Contrairement à ses parents, Eya garde un souvenir diffus du régime de Ben Ali. Elle était trop jeune pour comprendre la répression des opposants, l'absence de libertés, la surveillance de la police. "On ne parlait pas de politique à la maison. Je me souviens juste que ma mère nous chantait les chansons de Cheikh Imam [chanteur protestataire égyptien] et nous disait de ne jamais les reprendre devant les autres", raconte cette fille d'une ingénieure agricole et d'un père retraité. Depuis 2011, les conversations politiques sont omniprésentes à la maison.

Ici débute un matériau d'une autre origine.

// src/package/validate.rs

//! Grammar checks for package identities
//!
//! Each output format accepts a different alphabet for package names and
//! versions. A format describes its alphabet as a [`RegexSet`] and the
//! package is checked against it before any member is generated, so that
//! all problems are reported together.

use super::{Architecture, Package};
use crate::error::Error;
use regex::Regex;

/// Anchored patterns describing what a package format accepts
#[derive(Debug, Clone)]
pub struct RegexSet {
    /// Format name used in error messages, e.g. "pacman"
    pub format_name: &'static str,
    pub package_name: Regex,
    pub package_version: Regex,
    /// Names appearing in relationships (may carry modifiers)
    pub related_name: Regex,
    /// Versions appearing in relationship constraints (may carry epoch/release)
    pub related_version: Regex,
}

impl RegexSet {
    /// Compile a set from unanchored pattern bodies
    ///
    /// Every pattern is wrapped in `^(?:...)$` so it must match the whole value.
    pub fn new(
        format_name: &'static str,
        package_name: &str,
        package_version: &str,
        related_name: &str,
        related_version: &str,
    ) -> Result<Self, regex::Error> {
        let anchored = |pattern: &str| Regex::new(&format!("^(?:{})$", pattern));

        Ok(Self {
            format_name,
            package_name: anchored(package_name)?,
            package_version: anchored(package_version)?,
            related_name: anchored(related_name)?,
            related_version: anchored(related_version)?,
        })
    }

    /// Build the error reported when `value` does not match this grammar
    pub(crate) fn grammar_error(&self, subject: &'static str, value: &str, location: String) -> Error {
        Error::Grammar {
            subject,
            value: value.to_string(),
            format: self.format_name,
            location,
        }
    }
}

/// Collect every grammar violation of `pkg`
pub(super) fn validate(
    pkg: &Package,
    grammar: &RegexSet,
    arch_map: impl Fn(Architecture) -> Option<&'static str>,
) -> Vec<Error> {
    let mut errors = Vec::new();

    if !grammar.package_name.is_match(&pkg.name) {
        errors.push(grammar.grammar_error("Package name", &pkg.name, String::new()));
    }
    if !grammar.package_version.is_match(&pkg.version) {
        errors.push(grammar.grammar_error("Package version", &pkg.version, String::new()));
    }

    for (kind, relations) in pkg.relations() {
        for rel in relations {
            if !grammar.related_name.is_match(&rel.name) {
                errors.push(grammar.grammar_error(
                    "Package name",
                    &rel.name,
                    format!(" (found in {})", kind),
                ));
            }
            for constraint in &rel.constraints {
                if !grammar.related_version.is_match(&constraint.version) {
                    errors.push(grammar.grammar_error(
                        "Version",
                        &constraint.version,
                        format!(" (found in {} {})", kind, rel.name),
                    ));
                }
            }
        }
    }

    if arch_map(pkg.architecture).is_none() {
        errors.push(Error::MissingMapping {
            kind: "Architecture",
            value: pkg.architecture.to_string(),
            format: grammar.format_name,
        });
    }

    errors
}
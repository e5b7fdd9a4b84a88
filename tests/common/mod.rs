// tests/common/mod.rs

//! Shared test utilities and helpers for integration tests.

#![allow(dead_code)]

use pacbuild::compression::{self, CompressionFormat};
use pacbuild::{Action, Architecture, NodeMetadata, Package, RegularFile, Relationship, Symlink};
use std::io::Read;
use tar::{Archive, EntryType};

/// One entry read back from a built package
#[derive(Debug, Clone)]
pub struct ArchiveEntry {
    pub path: String,
    pub entry_type: EntryType,
    pub mode: u32,
    pub uid: u64,
    pub gid: u64,
    pub content: Vec<u8>,
    pub link_target: Option<String>,
}

/// Decompress a package (format detected from magic bytes) and list its entries.
pub fn read_package(data: &[u8]) -> Vec<ArchiveEntry> {
    let tar_data = compression::decompress_auto(data).unwrap();
    let mut archive = Archive::new(tar_data.as_slice());
    let mut entries = Vec::new();

    for entry in archive.entries().unwrap() {
        let mut entry = entry.unwrap();
        let path = entry
            .path()
            .unwrap()
            .to_string_lossy()
            .trim_end_matches('/')
            .to_string();
        let header = entry.header();
        let entry_type = header.entry_type();
        let mode = header.mode().unwrap();
        let uid = header.uid().unwrap();
        let gid = header.gid().unwrap();
        let link_target = entry
            .link_name()
            .unwrap()
            .map(|target| target.to_string_lossy().to_string());

        let mut content = Vec::new();
        entry.read_to_end(&mut content).unwrap();

        entries.push(ArchiveEntry {
            path,
            entry_type,
            mode,
            uid,
            gid,
            content,
            link_target,
        });
    }

    entries
}

/// Find an entry by path.
pub fn find<'a>(entries: &'a [ArchiveEntry], path: &str) -> Option<&'a ArchiveEntry> {
    entries.iter().find(|entry| entry.path == path)
}

/// Content of a text member, panicking when it is missing.
pub fn member_text(entries: &[ArchiveEntry], path: &str) -> String {
    let entry = find(entries, path).unwrap_or_else(|| panic!("{} missing from package", path));
    String::from_utf8(entry.content.clone()).unwrap()
}

/// The decompressed `.MTREE` document of a package.
pub fn mtree_text(entries: &[ArchiveEntry]) -> String {
    let entry = find(entries, ".MTREE").expect(".MTREE missing from package");
    let document = compression::decompress(&entry.content, CompressionFormat::Gzip).unwrap();
    String::from_utf8(document).unwrap()
}

/// Create the `foo 1.0-1` package used across the integration tests:
/// one executable, one config file, one symlink and one data file below the
/// reserved prefix.
pub fn sample_package() -> Package {
    let parents = NodeMetadata::with_mode(0o755);
    let mut pkg = Package::new("foo", "1.0");
    pkg.description = "Example   package\nfor tests".to_string();
    pkg.author = "Jane Doe <jane@example.org>".to_string();
    pkg.architecture = Architecture::X86_64;
    pkg.requires.push(Relationship::new("glibc").with_constraint(">=", "2.34"));
    pkg.provides.push(Relationship::new("foo-bin"));

    pkg.fs_root
        .add("usr/bin/foo", RegularFile::new("#!/bin/sh\necho foo\n", 0o755), parents)
        .unwrap();
    pkg.fs_root
        .add("etc/foo.conf", RegularFile::new("verbose = false\n", 0o644), parents)
        .unwrap();
    pkg.fs_root
        .add("usr/bin/foo-compat", Symlink::new("foo"), parents)
        .unwrap();
    pkg.fs_root
        .add(
            "usr/share/pacbuild/foo.toml",
            RegularFile::new("[package]\n", 0o644),
            parents,
        )
        .unwrap();
    pkg
}

/// `sample_package` with a setup and a cleanup script.
pub fn sample_package_with_scripts() -> Package {
    let mut pkg = sample_package();
    pkg.scripts
        .insert(Action::Setup, "systemctl daemon-reload".to_string());
    pkg.scripts
        .insert(Action::Cleanup, "rm -rf /var/cache/foo".to_string());
    pkg
}
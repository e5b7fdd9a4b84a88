// src/error.rs

//! Error types shared across pacbuild

use crate::compression::CompressionError;
use thiserror::Error;

/// Result type used throughout the library
pub type Result<T> = std::result::Result<T, Error>;

#[derive(Error, Debug)]
pub enum Error {
    /// A name or version does not match the target format's grammar
    #[error("{subject} \"{value}\" is not acceptable for {format} packages{location}")]
    Grammar {
        subject: &'static str,
        value: String,
        format: &'static str,
        /// Extra context such as " (found in requires)"; empty for top-level fields
        location: String,
    },

    /// An enum value has no rendering in the target format
    #[error("{kind} \"{value}\" is not supported by {format} packages")]
    MissingMapping {
        kind: &'static str,
        value: String,
        format: &'static str,
    },

    /// Generating one of the control members failed
    #[error("Failed to write {member}: {source}")]
    Member {
        member: &'static str,
        #[source]
        source: Box<Error>,
    },

    #[error("IO error: {0}")]
    Io(#[from] std::io::Error),

    #[error(transparent)]
    Compression(#[from] CompressionError),

    #[error("Invalid path: {0}")]
    InvalidPath(String),

    #[error("Path traversal attempt: {0}")]
    PathTraversal(String),

    /// The package definition file is malformed
    #[error("Invalid package definition: {0}")]
    Definition(String),

    #[error("Unsupported package format: {0}")]
    UnsupportedFormat(String),
}

impl Error {
    /// Wrap an error with the name of the control member being produced
    pub fn in_member(member: &'static str, source: Error) -> Self {
        Self::Member {
            member,
            source: Box::new(source),
        }
    }
}

impl From<toml::de::Error> for Error {
    fn from(e: toml::de::Error) -> Self {
        Self::Definition(e.to_string())
    }
}
// src/pacman/pkginfo.rs

//! `.PKGINFO` generation
//!
//! The field order below is what makepkg writes; pacman and the repo tools
//! read it line by line.

use super::{
    full_version_string, insert_member, is_generated_member, pacman_arch, relations::compile_relations,
    PKGINFO_PATH, RESERVED_DATA_PREFIX,
};
use crate::error::{Error, Result};
use crate::filesystem::{Directory, Node};
use crate::package::{Architecture, Package};
use tracing::debug;

/// Placeholder used when a package has no author
const UNKNOWN_PACKAGER: &str = "Unknown Packager";

/// Build options recorded for every package; the payload is archived as given
const MAKEPKG_OPTIONS: [&str; 9] = [
    "!strip",
    "docs",
    "libtool",
    "staticlibs",
    "emptydirs",
    "!zipman",
    "!purge",
    "!upx",
    "!debug",
];

/// Render the `.PKGINFO` member and insert it at the root of the payload tree
pub fn write_pkginfo(pkg: &mut Package) -> Result<()> {
    let content = render_pkginfo(pkg)?;
    debug!("Writing {} ({} bytes)", PKGINFO_PATH, content.len());
    insert_member(&mut pkg.fs_root, PKGINFO_PATH, content.into_bytes());
    Ok(())
}

/// Render the `.PKGINFO` text for a package
pub fn render_pkginfo(pkg: &Package) -> Result<String> {
    render_pkginfo_with(pkg, pacman_arch)
}

/// Render `.PKGINFO` using `arch_map` to name the architecture
///
/// An architecture the map has no name for is reported as
/// [`Error::MissingMapping`] rather than written as an empty `arch` field.
pub(crate) fn render_pkginfo_with(
    pkg: &Package,
    arch_map: impl Fn(Architecture) -> Option<&'static str>,
) -> Result<String> {
    let arch = arch_map(pkg.architecture).ok_or_else(|| Error::MissingMapping {
        kind: "Architecture",
        value: pkg.architecture.to_string(),
        format: "pacman",
    })?;

    let packager = if pkg.author.is_empty() {
        UNKNOWN_PACKAGER
    } else {
        pkg.author.as_str()
    };
    let description = pkg.description.split_whitespace().collect::<Vec<_>>().join(" ");

    let mut info = String::new();
    info.push_str("# Generated by pacbuild\n");
    info.push_str(&format!("pkgname = {}\n", pkg.name));
    info.push_str(&format!("pkgver = {}\n", full_version_string(pkg)));
    info.push_str(&format!("pkgdesc = {}\n", description));
    info.push_str("url = \n");
    info.push_str(&format!("packager = {}\n", packager));
    info.push_str(&format!("size = {}\n", installed_size(&pkg.fs_root)));
    info.push_str(&format!("arch = {}\n", arch));
    info.push_str("license = custom:none\n");

    info.push_str(&compile_relations("replaces", &pkg.replaces)?);
    info.push_str(&compile_relations("conflict", &pkg.conflicts)?);
    info.push_str(&compile_relations("provides", &pkg.provides)?);
    info.push_str(&compile_backup_markers(&pkg.fs_root)?);
    info.push_str(&compile_relations("depend", &pkg.requires)?);

    info.push_str("makedepend = pacbuild\n");
    for option in MAKEPKG_OPTIONS {
        info.push_str(&format!("makepkgopt = {}\n", option));
    }

    Ok(info)
}

/// `backup = <path>` lines for every regular file of the payload
///
/// Files below [`RESERVED_DATA_PREFIX`] and the generated control members are
/// left out. Lines are sorted by path.
pub fn compile_backup_markers(root: &Directory) -> Result<String> {
    let mut paths = Vec::new();

    root.walk(|path, node| {
        if matches!(node, Node::RegularFile(_))
            && !path.starts_with(RESERVED_DATA_PREFIX)
            && !is_generated_member(path)
        {
            paths.push(path.to_string());
        }
        Ok(())
    })?;

    paths.sort();
    Ok(paths
        .iter()
        .map(|path| format!("backup = {}\n", path))
        .collect())
}

/// Installed size of the payload, ignoring generated members
fn installed_size(root: &Directory) -> u64 {
    root.entries
        .iter()
        .filter(|(name, _)| !is_generated_member(name))
        .map(|(_, node)| node.installed_size_in_bytes())
        .sum()
}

"J'ai de tout dans ma famille : un oncle islamiste, un oncle libéral, des féministes, des conservateurs, des croyants, des non-croyants... C'est à l'image de la Tunisie."
Eya Azouzà franceinfo
Les débats sont souvent houleux, certains oncles en sont déjà venus aux mains. Eya s'agace d'ailleurs du clivage entretenu par la classe politique entre les religieux et les libéraux. "Je ne me reconnais ni dans les islamistes ni dans les progressistes. Je suis féministe et croyante, parfois je suis de gauche, parfois je suis de droite, ça dépend des sujets. Ma génération a envie de dépasser ces étiquettes", tranche-t-elle. Eya dénonce le sexisme des hommes dans la rue mais défend la loi sur l'héritage qui, selon une interprétation du Coran, stipule que les femmes héritent en théorie de moitié moins que les hommes. "Dans une société arabe, c'est l'homme qui travaille et qui assure les revenus du foyer, c'est donc normal", justifie-t-elle, même si sa propre famille ne suit pas ce modèle.
Elle s'oppose à l'article 52 de la Constitution qui pénalise la consommation de cannabis et évoque avec gêne la question des droits LGBTQI+. "Cette minorité n'existe pas en Tunisie", affirme-t-elle, en dépit des nombreux témoignages de discriminations sur les réseaux sociaux. En attendant de finir ses études et de quitter la Tunisie, elle s'adonne à la broderie, au dessin et écrit son premier court-métrage. "Il s'appelera 'Weed Toughts' ["Pensées sous cannabis"] et réunira un groupe d'amis. Chacun se posera une question sur la vie et la réponse sera une sorte de trip mental", explique-t-elle en tortillant le pendule divinatoire accroché à son cou. La sorcellerie est sa dernière passion. "Mon pendule m'aide à prendre certaines décisions, mais les choix pour mon avenir, je les réfléchis. Le changement n'arrive pas par hasard."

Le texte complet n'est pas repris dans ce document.